In MoS2 nanopores, in addition to the widely measured ionic current signal to detect DNA nucleotides or epigenetic malformations, recent efforts have focused on the use of the transverse electronic current along the membrane for biomolecules sensing. This approach provides larger current magnitude and allows detection at the observed DNA translocation speed in the solid-state nanopore, which are crucial for accurate biomolecule sensing and faster DNA sequencing. As of today, no existing model is able to relate the variations of the transverse current to the interaction between ions, biomolecules and the MoS2 membrane. In this presentation, we report a comprehensive transport model based on the Poisson-Boltzmann transport formalism that considers the effect of biomolecules, electrolyte, and ion screening on conducting carriers along a MoS2 membrane.
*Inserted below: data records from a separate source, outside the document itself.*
//! Rolling-window circuit breaker for the generation client.
//!
//! Tracks the error percentage over a rolling window of recent calls. Once a
//! minimum call volume is reached and the error rate crosses the threshold,
//! the breaker opens and every call fails fast until the reset timeout
//! elapses. It then admits one half-open trial at a time: success closes the
//! breaker, failure reopens it, and a trial that never reports an outcome
//! frees the slot again after the reset timeout.
//!
//! State transitions are plain counter and flag updates behind a mutex;
//! every generation call in the process shares one breaker instance.

use std::collections::VecDeque;
use std::sync::Mutex;
use std::time::{Duration, Instant};

use tracing::{error, info, warn};

use crate::ports::BreakerState;

/// Breaker tunables, sourced from `AiConfig`.
#[derive(Debug, Clone)]
pub struct BreakerConfig {
    /// How long the breaker stays open before admitting a trial call.
    pub reset_timeout: Duration,
    /// Error percentage (0..=100) at which the breaker opens.
    pub error_threshold_pct: u8,
    /// Minimum calls in the rolling window before the threshold applies.
    pub min_volume: u32,
    /// How far back call outcomes count toward the error rate.
    pub rolling_window: Duration,
}

impl Default for BreakerConfig {
    fn default() -> Self {
        Self {
            reset_timeout: Duration::from_secs(60),
            error_threshold_pct: 50,
            min_volume: 10,
            rolling_window: Duration::from_secs(60),
        }
    }
}

#[derive(Debug)]
enum Inner {
    Closed,
    Open { until: Instant },
    /// `trial_started` is the admission time of the outstanding trial call,
    /// `None` while the slot is free. A trial whose outcome never arrives
    /// (the caller was cancelled) releases the slot again after the reset
    /// timeout, so an abandoned trial cannot wedge the breaker.
    HalfOpen { trial_started: Option<Instant> },
}

#[derive(Debug)]
struct BreakerCore {
    inner: Inner,
    /// Recent call outcomes: (when, failed).
    outcomes: VecDeque<(Instant, bool)>,
}

/// Shared, process-wide circuit breaker.
#[derive(Debug)]
pub struct RollingBreaker {
    config: BreakerConfig,
    core: Mutex<BreakerCore>,
}

impl RollingBreaker {
    pub fn new(config: BreakerConfig) -> Self {
        Self {
            config,
            core: Mutex::new(BreakerCore {
                inner: Inner::Closed,
                outcomes: VecDeque::new(),
            }),
        }
    }

    /// Current state, advancing Open to HalfOpen if the reset timeout has
    /// elapsed.
    pub fn state(&self) -> BreakerState {
        let mut core = self.lock();
        self.advance(&mut core);
        match core.inner {
            Inner::Closed => BreakerState::Closed,
            Inner::Open { .. } => BreakerState::Open,
            Inner::HalfOpen { .. } => BreakerState::HalfOpen,
        }
    }

    /// Whether a call may proceed. In half-open state one caller at a time
    /// holds the trial slot; the slot is freed by the trial's outcome, or by
    /// the reset timeout if the outcome never arrives.
    pub fn should_allow(&self) -> bool {
        let now = Instant::now();
        let mut core = self.lock();
        self.advance(&mut core);
        match &mut core.inner {
            Inner::Closed => true,
            Inner::Open { .. } => false,
            Inner::HalfOpen { trial_started } => match trial_started {
                Some(at) if now.duration_since(*at) < self.config.reset_timeout => false,
                _ => {
                    *trial_started = Some(now);
                    true
                }
            },
        }
    }

    /// Records a successful call.
    pub fn record_success(&self) {
        let mut core = self.lock();
        match core.inner {
            Inner::HalfOpen { .. } => {
                info!("generation circuit breaker closed, provider healthy again");
                core.inner = Inner::Closed;
                core.outcomes.clear();
            }
            _ => {
                let now = Instant::now();
                core.outcomes.push_back((now, false));
                self.prune(&mut core, now);
            }
        }
    }

    /// Records a failed call, opening the breaker when the rolling error
    /// rate crosses the threshold at sufficient volume.
    pub fn record_failure(&self) {
        let mut core = self.lock();
        match core.inner {
            Inner::HalfOpen { .. } => {
                warn!("generation circuit breaker trial failed, reopening");
                core.inner = Inner::Open {
                    until: Instant::now() + self.config.reset_timeout,
                };
            }
            _ => {
                let now = Instant::now();
                core.outcomes.push_back((now, true));
                self.prune(&mut core, now);

                let total = core.outcomes.len() as u32;
                let failures = core.outcomes.iter().filter(|(_, failed)| *failed).count() as u32;
                if total >= self.config.min_volume
                    && failures * 100 >= u32::from(self.config.error_threshold_pct) * total
                {
                    error!(
                        failures,
                        total, "generation circuit breaker opened, rejecting calls"
                    );
                    core.inner = Inner::Open {
                        until: now + self.config.reset_timeout,
                    };
                    core.outcomes.clear();
                }
            }
        }
    }

    fn advance(&self, core: &mut BreakerCore) {
        if let Inner::Open { until } = core.inner {
            if Instant::now() >= until {
                warn!("generation circuit breaker half-open, probing provider");
                core.inner = Inner::HalfOpen {
                    trial_started: None,
                };
            }
        }
    }

    fn prune(&self, core: &mut BreakerCore, now: Instant) {
        while let Some((at, _)) = core.outcomes.front() {
            if now.duration_since(*at) > self.config.rolling_window {
                core.outcomes.pop_front();
            } else {
                break;
            }
        }
    }

    fn lock(&self) -> std::sync::MutexGuard<'_, BreakerCore> {
        // A poisoned lock means a panic mid-update; the counters are simple
        // enough that continuing with the last state is safe.
        self.core.lock().unwrap_or_else(|e| e.into_inner())
    }
}

#[cfg(test)]
mod tests {
    use super::*;

    fn fast_config() -> BreakerConfig {
        BreakerConfig {
            reset_timeout: Duration::from_millis(50),
            error_threshold_pct: 50,
            min_volume: 3,
            rolling_window: Duration::from_secs(60),
        }
    }

    #[test]
    fn starts_closed_and_allows_calls() {
        let breaker = RollingBreaker::new(fast_config());
        assert_eq!(breaker.state(), BreakerState::Closed);
        assert!(breaker.should_allow());
    }

    #[test]
    fn stays_closed_below_minimum_volume() {
        let breaker = RollingBreaker::new(fast_config());
        breaker.record_failure();
        breaker.record_failure();
        assert_eq!(breaker.state(), BreakerState::Closed);
    }

    #[test]
    fn opens_after_threshold_at_volume_then_rejects() {
        let breaker = RollingBreaker::new(fast_config());
        breaker.record_failure();
        breaker.record_failure();
        breaker.record_failure();
        assert_eq!(breaker.state(), BreakerState::Open);
        assert!(!breaker.should_allow());
    }

    #[test]
    fn successes_keep_error_rate_below_threshold() {
        let breaker = RollingBreaker::new(fast_config());
        breaker.record_success();
        breaker.record_success();
        breaker.record_success();
        breaker.record_failure();
        assert_eq!(breaker.state(), BreakerState::Closed);
    }

    #[test]
    fn half_open_admits_exactly_one_trial() {
        let breaker = RollingBreaker::new(fast_config());
        for _ in 0..3 {
            breaker.record_failure();
        }
        std::thread::sleep(Duration::from_millis(60));
        assert_eq!(breaker.state(), BreakerState::HalfOpen);
        assert!(breaker.should_allow());
        assert!(!breaker.should_allow());
    }

    #[test]
    fn trial_success_closes_the_breaker() {
        let breaker = RollingBreaker::new(fast_config());
        for _ in 0..3 {
            breaker.record_failure();
        }
        std::thread::sleep(Duration::from_millis(60));
        assert!(breaker.should_allow());
        breaker.record_success();
        assert_eq!(breaker.state(), BreakerState::Closed);
        assert!(breaker.should_allow());
    }

    #[test]
    fn abandoned_trial_frees_the_slot_after_reset_timeout() {
        let breaker = RollingBreaker::new(fast_config());
        for _ in 0..3 {
            breaker.record_failure();
        }
        std::thread::sleep(Duration::from_millis(60));
        // Take the trial slot and never record an outcome, as a caller
        // cancelled mid-call would.
        assert!(breaker.should_allow());
        assert!(!breaker.should_allow());
        assert_eq!(breaker.state(), BreakerState::HalfOpen);

        std::thread::sleep(Duration::from_millis(60));
        assert!(breaker.should_allow());
        breaker.record_success();
        assert_eq!(breaker.state(), BreakerState::Closed);
    }

    #[test]
    fn trial_failure_reopens_the_breaker() {
        let breaker = RollingBreaker::new(fast_config());
        for _ in 0..3 {
            breaker.record_failure();
        }
        std::thread::sleep(Duration::from_millis(60));
        assert!(breaker.should_allow());
        breaker.record_failure();
        assert_eq!(breaker.state(), BreakerState::Open);
        assert!(!breaker.should_allow());
    }
}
By accounting for membrane geometry and material properties used in recent experiment, we are able to extract the different electrical contributions to the transverse current variation during a DNA translocation event. In particular, we show that the major contribution to the electrical signal is caused by an unbalanced-ion-flushing effect that arises when the ion double-layer around the nanopore edge is swept out of the pore by the biomolecule translocation. By optimizing the MoS2 membrane geometry and nanopore size, we predict higher sensitivity to detect the translocation event in the corresponding transverse current signal. Thus,the identification of the unbalanced ion effect on the transverse electronic current foresees a critical new direction to improving the signal-to-noise ratio in solid-state nanopore sensing device.